Neutrophils use selective autophagy receptor p62/SQSTM1 to target Staphylococcus aureus for degradation in vivo in zebrafish

Autophagy leads to degradation of cellular components and has an important role in restricting intracellular pathogens. Autophagy receptors, including p62, target invading intracellular pathogens to the autophagy pathway for degradation. Staphylococcus aureus is a significant pathogen of humans and often life-threatening in the immunocompromised. Increasing evidence demonstrates that S. aureus is an intracellular pathogen of immune cells and may use neutrophils as proliferative niche but the intracellular fate of S. aureus following phagocytosis by neutrophils has not previously been analysed in vivo.

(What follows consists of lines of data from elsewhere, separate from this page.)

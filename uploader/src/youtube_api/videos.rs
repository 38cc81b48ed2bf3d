//! YouTube Videos API types.

use serde::{Deserialize, Serialize};

/// Privacy status of an uploaded video.
///
/// See: <https://developers.google.com/youtube/v3/docs/videos#status.privacyStatus>
#[derive(Debug, Clone, Copy, PartialEq, Eq, Hash, Serialize, Deserialize)]
#[serde(rename_all = "lowercase")]
pub enum PrivacyStatus {
    Public,
    Unlisted,
    Private,
}

/// Request body for the `videos.insert` call that opens a resumable upload.
///
/// See: <https://developers.google.com/youtube/v3/docs/videos/insert>
#[derive(Debug, Clone, PartialEq, Eq, Serialize, Deserialize)]
pub struct VideoInsertRequest {
    pub snippet: VideoSnippet,
    pub status: VideoStatus,
}

/// Basic details about a video.
#[derive(Debug, Clone, PartialEq, Eq, Serialize, Deserialize)]
pub struct VideoSnippet {
    pub title: String,
    pub description: String,
}

#[derive(Debug, Clone, PartialEq, Eq, Serialize, Deserialize)]
pub struct VideoStatus {
    #[serde(rename = "privacyStatus")]
    pub privacy_status: PrivacyStatus,
}

impl VideoInsertRequest {
    pub fn new(title: &str, description: &str, privacy_status: PrivacyStatus) -> Self {
        Self {
            snippet: VideoSnippet {
                title: title.to_string(),
                description: description.to_string(),
            },
            status: VideoStatus { privacy_status },
        }
    }
}

/// The `video` resource returned once an upload completes.
///
/// Only the fields this crate reads are modelled.
#[derive(Debug, Clone, PartialEq, Eq, Serialize, Deserialize)]
pub struct UploadedVideo {
    /// The ID that YouTube uses to uniquely identify the video.
    pub id: String,
    #[serde(default)]
    pub status: Option<UploadedVideoStatus>,
}

#[derive(Debug, Clone, PartialEq, Eq, Serialize, Deserialize)]
pub struct UploadedVideoStatus {
    /// `uploaded`, `processed`, `failed`, `rejected` or `deleted`.
    #[serde(rename = "uploadStatus")]
    pub upload_status: Option<String>,
}

impl UploadedVideo {
    pub fn upload_status(&self) -> Option<&str> {
        self.status.as_ref()?.upload_status.as_deref()
    }
}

In vitro, p62 is able to co-localise with intracellular Staphylococcus aureus, but whether p62 is beneficial or detrimental in host defence against S. aureus in vivo had not been determined. Here we use zebrafish to determine the fate and location of S. aureus within neutrophils throughout infection. We show that Lc3 and p62 recruitment to phagocytosed S. aureus is altered depending on the bacterial location within the neutrophil. We also show rapid Lc3 marking of bacterial phagosomes within neutrophils which may be associated with subsequent bacterial degradation. Finally, we find that p62 is important for controlling cytosolic bacteria demonstrating for the first time a key role of p62 in autophagic control of S. aureus in neutrophils.